The active imaging and passive imaging of common aperture system receives light and at first (adopts Cold Mirrors, i.e. transmitted infrared light through the dichroism spectroscope as shown in Figure 1, reflect visible light) is divided into two-way, transmitted light is through CCD1 (Charge-coupled Device, i.e. charge-coupled image sensor) imaging, for initiatively looking like; Reflected light is passive picture through the CCD2 imaging.
(3) summary of the invention
1, purpose: the present invention is directed to the defective that is unsuitable for Target Recognition in the complex background based on the recognition methods of gray scale and shape facility, propose promptly to carry out the image difference computing after the image registration at the improvement algorithm that is total to the aperture imaging system.The original image that this method is handled is that continuous laser is right by motion video as the master of lighting source collection, utilize main passive image difference computing to realize the background filtering, and this algorithm has added image registration techniques before using main passive image difference computing, reduces the interference noise of not representing the same object point of scene to produce owing to main passive image pixel subtraction point greatly.Use this algorithm identified " opal " effect target precise and high efficiency more.
2, technical scheme: the present invention by two CCD cameras gather respectively main, by motion video, at first the image that one of them CCD camera is taken carries out horizontal mirror image switch and handles, and again image is carried out gaussian filtering, carries out image registration then.Image registration comprises feature point detection and Feature Points Matching two parts, wherein, the coupling of unique point at first adopts the Euclidean distance of proper vector as similarity measurement, the feature point set that is slightly mated, adopt the RANSAC (abbreviation of RANdom SAmpleConsensus of high robust again, being the random sampling unification algorism) algorithm iteration purification match point is to data, and calculate the transformation relation of two width of cloth images in conjunction with least square method, obtain perspective transformation matrix.Utilize the perspective transformation matrix that obtains in the Feature Points Matching process, piece image is mapped on the matched position of another width of cloth image, carry out the image difference computing again.Differentiate locking " opal " effect target by shape at last.
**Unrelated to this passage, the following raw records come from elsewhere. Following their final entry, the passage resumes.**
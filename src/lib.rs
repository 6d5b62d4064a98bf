//! Puzzle Forge: content generation core for IP-driven point-and-click
//! puzzle games.
//!
//! Template generators produce scene narratives, NPC personas, props, puzzles
//! and clues locally from seeded randomness. Remote language-model and image
//! backends enrich that content when reachable and are replaced by local
//! substitutes when they are not. Projects and their knowledge bases live in
//! a store backed by a pluggable key-value port.

pub mod config;
pub mod core;
pub mod image;
pub mod llm;
pub mod schema;
pub mod store;
pub(crate) mod transport;

pub use config::{ConfigError, EngineConfig};
pub use image::ImageFacade;
pub use llm::error::{ErrorKind, ProviderError};
pub use llm::provider::ProviderKind;
pub use llm::LanguageModel;
pub use store::storage::{FileStorage, MemoryStorage, Storage, StorageError};
pub use store::{ProjectStore, StoreError};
Fig. 2 is the process flow diagram of this algorithm, and the specific implementation step is as follows:
Step 1: image level mirror image switch and gaussian filtering;
Step 2: image registration;
Step 3: image transformation;
Step 4: image difference;
Step 5: image binaryzation;
Step 6: zone marker;
Step 7: shape facility is differentiated;
Step 8: target area locking.
3, advantage and effect: advantage of the present invention is to lead passive image difference computing again after adopting image registration, realizes the background filtering.Because two CCD put error, mainly during without the computing of images match direct differential, subtracted each other pixel and do not necessarily represent same object point in the scene by motion video, this algorithm has overcome this drawback, has improved the accuracy of identification " opal " effect target.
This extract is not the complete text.